You might have a membership in a gym that you regard as a complete waste of time, for example. But you can benefit from at least 3 tips that will create a more positive attitude and make your gym membership more enjoyable.
Tip #1 Discover Your True Motive for Gym Membership
You can begin to make your gym membership more enjoyable once you admit exactly why you joined the gym in the first place.
Did you buy into a gym membership because you really wanted to make a change in your life or because you were being coerced into it by some offbeat company policy that demands that all employees start to exercise?
Maybe your gym membership was given to you as a gift by a friend. In such a case, how can you enjoy a gym membership when you’re too busy feeling insulted by your friend’s insinuation that you are overweight?
Once you discover what should be your true motive for gym membership, you’ll be able to push aside the various hostilities and start to enjoy your gym membership more.
Tip #2 Let Rewards Justify Costs
You’ll also be able to make your gym membership more enjoyable as you begin to let the rewards of the situation justify the costs of it.

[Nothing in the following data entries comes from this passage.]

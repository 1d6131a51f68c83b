//! Terminal display surfaces: one result panel per action plus the status
//! indicator. All of them print through a shared [`Terminal`] so lines
//! from concurrent tasks never interleave mid-line.

use std::io::Write;
use std::sync::{Arc, Mutex};

use colored::Colorize;
use rconsole_client::DisplaySurface;
use rconsole_core::{HealthState, Indicator};

/// Line-oriented output shared by every surface.
pub struct Terminal {
    out: Mutex<Box<dyn Write + Send>>,
}

impl Terminal {
    pub fn stdout() -> Self {
        Self::new(Box::new(std::io::stdout()))
    }

    pub fn new(out: Box<dyn Write + Send>) -> Self {
        Self {
            out: Mutex::new(out),
        }
    }

    /// Write `text` as one block; a poisoned or closed writer drops it.
    pub fn print(&self, text: &str) {
        if let Ok(mut out) = self.out.lock() {
            let _ = writeln!(out, "{text}");
            let _ = out.flush();
        }
    }
}

/// Result area for a single action (`log`, `reboot`).
pub struct ResultPanel {
    label: &'static str,
    terminal: Arc<Terminal>,
    last: Mutex<Option<String>>,
}

impl ResultPanel {
    pub fn new(label: &'static str, terminal: Arc<Terminal>) -> Self {
        Self {
            label,
            terminal,
            last: Mutex::new(None),
        }
    }

    pub fn label(&self) -> &'static str {
        self.label
    }

    /// Text most recently shown on this panel.
    pub fn last_text(&self) -> Option<String> {
        self.last.lock().ok().and_then(|last| last.clone())
    }
}

impl DisplaySurface for ResultPanel {
    fn show(&self, text: &str) {
        if let Ok(mut last) = self.last.lock() {
            *last = Some(text.to_string());
        }
        let header = format!("── {} ──", self.label).bold();
        self.terminal.print(&format!("{header}\n{text}"));
    }
}

/// Coloured dot reflecting the monitor's [`HealthState`].
pub struct StatusIndicator {
    terminal: Arc<Terminal>,
    shown: Mutex<Option<Indicator>>,
}

impl StatusIndicator {
    pub fn new(terminal: Arc<Terminal>) -> Self {
        Self {
            terminal,
            shown: Mutex::new(None),
        }
    }

    /// Repaint if the visual differs from what is on screen. Returns whether it repainted.
    pub fn render(&self, state: HealthState) -> bool {
        let indicator = Indicator::for_state(state);
        let Ok(mut shown) = self.shown.lock() else {
            return false;
        };
        if *shown == Some(indicator) {
            return false;
        }
        *shown = Some(indicator);
        drop(shown);

        self.terminal.print(&format_indicator(state));
        true
    }

    /// Repaint unconditionally (the `status` command).
    pub fn repaint(&self, state: HealthState) {
        if let Ok(mut shown) = self.shown.lock() {
            *shown = Some(Indicator::for_state(state));
        }
        self.terminal.print(&format_indicator(state));
    }

    pub fn shown(&self) -> Option<Indicator> {
        self.shown.lock().ok().and_then(|shown| *shown)
    }
}

pub fn format_indicator(state: HealthState) -> String {
    let dot = match Indicator::for_state(state) {
        Indicator::Neutral => "●".dimmed(),
        Indicator::Green => "●".green().bold(),
        Indicator::Red => "●".red().bold(),
    };
    format!("{dot} host {}", state.label())
}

To let the rewards justify the costs of a gym membership means that you are able to honestly evaluate with no feeling of bias just what your gym membership has to offer you.

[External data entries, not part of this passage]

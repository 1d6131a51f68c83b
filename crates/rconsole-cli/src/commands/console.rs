//! `rconsole console` — interactive console.
//!
//! Runs the health monitor in the background and reads one command per line
//! from stdin. Each `log` / `reboot` runs on its own task and writes only
//! to its own panel; a new command never waits for an earlier one.
//!
//! On `quit` or end of input the console waits for commands already in
//! flight to show their outcome before exiting. Ctrl-C exits at once and
//! abandons them.

use std::sync::Arc;

use anyhow::Context;
use tokio::io::{AsyncBufReadExt, BufReader};
use tokio::task::JoinSet;
use tracing::{debug, info, warn};

use rconsole_client::{CommandInvoker, HttpTransport};
use rconsole_core::{ConsoleConfig, Endpoint};

use super::Session;
use super::oneshot::panel_label;
use crate::panel::{ResultPanel, StatusIndicator, Terminal};

const HELP: &str = "commands: log, reboot, status, help, quit";

/// A line typed at the console prompt.
#[derive(Debug, Clone, Copy, PartialEq, Eq)]
pub enum Action {
    Log,
    Reboot,
    Status,
    Help,
    Quit,
}

impl Action {
    pub fn parse(line: &str) -> Option<Self> {
        match line.trim().to_ascii_lowercase().as_str() {
            "log" | "get_log" => Some(Action::Log),
            "reboot" | "reboot_guest" => Some(Action::Reboot),
            "status" => Some(Action::Status),
            "help" | "?" => Some(Action::Help),
            "quit" | "exit" | "q" => Some(Action::Quit),
            _ => None,
        }
    }
}

pub async fn console(config: &ConsoleConfig) -> anyhow::Result<()> {
    let session = Session::connect(config);
    let terminal = Arc::new(Terminal::stdout());
    let indicator = StatusIndicator::new(Arc::clone(&terminal));
    let log_panel = Arc::new(ResultPanel::new(
        panel_label(Endpoint::GetLog),
        Arc::clone(&terminal),
    ));
    let reboot_panel = Arc::new(ResultPanel::new(
        panel_label(Endpoint::RebootGuest),
        Arc::clone(&terminal),
    ));

    info!(host = %config.host_url(), "console started");
    terminal.print(HELP);

    let handle = session.monitor.start();
    let mut health = handle.subscribe();
    indicator.render(*health.borrow_and_update());

    let mut lines = BufReader::new(tokio::io::stdin()).lines();
    let mut commands = JoinSet::new();
    let mut interrupted = false;

    loop {
        tokio::select! {
            changed = health.changed() => {
                if changed.is_err() {
                    break;
                }
                indicator.render(*health.borrow_and_update());
            }
            Some(joined) = commands.join_next(), if !commands.is_empty() => {
                if let Err(e) = joined {
                    warn!(error = %e, "command task failed");
                }
            }
            line = lines.next_line() => {
                let Some(line) = line.context("failed to read stdin")? else {
                    debug!("stdin closed");
                    break;
                };
                if line.trim().is_empty() {
                    continue;
                }
                match Action::parse(&line) {
                    Some(Action::Log) => {
                        spawn_command(&mut commands, &session.invoker, Endpoint::GetLog, &log_panel)
                    }
                    Some(Action::Reboot) => spawn_command(
                        &mut commands,
                        &session.invoker,
                        Endpoint::RebootGuest,
                        &reboot_panel,
                    ),
                    Some(Action::Status) => indicator.repaint(handle.state()),
                    Some(Action::Help) => terminal.print(HELP),
                    Some(Action::Quit) => break,
                    None => terminal.print(&format!("unknown command {:?}; {HELP}", line.trim())),
                }
            }
            signal = tokio::signal::ctrl_c() => {
                signal.context("failed to listen for ctrl-c")?;
                info!("interrupted");
                interrupted = true;
                break;
            }
        }
    }

    if interrupted {
        commands.abort_all();
    } else if !commands.is_empty() {
        debug!(in_flight = commands.len(), "waiting for running commands");
        while let Some(joined) = commands.join_next().await {
            if let Err(e) = joined {
                warn!(error = %e, "command task failed");
            }
        }
    }

    handle.stop().await;
    Ok(())
}

/// Fire a command on its own task; overlapping runs are allowed.
fn spawn_command(
    commands: &mut JoinSet<()>,
    invoker: &CommandInvoker<HttpTransport>,
    endpoint: Endpoint,
    panel: &Arc<ResultPanel>,
) {
    let invoker = invoker.clone();
    let panel = Arc::clone(panel);
    commands.spawn(async move {
        invoker.run(endpoint, panel.as_ref()).await;
    });
}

The cost of hard physical work and the cost of the gym membership, for example, are rewarded by a healthier body and reduced medical bills.
The cost of spending time at the gym is rewarded with the chance to meet new and interesting people.
Tip #3 Get Addicted to the Endorphin Rush
Finally, you can make your gym membership more enjoyable as you set aside just thinking about it and start to really make use of it.
All the hostility and reluctance about your gym membership won’t be able to compete with the endorphin rush that comes with regular exercise.
As you start to see the good results that come with your gym membership, you’ll enjoy it more and more.
In sum, getting into good physical condition requires a good attitude.
This attitude will make your gym membership more enjoyable as you discover what your true motive should be, how the costs are justified by the rewards of the situation, and how great regular exercise makes you feel.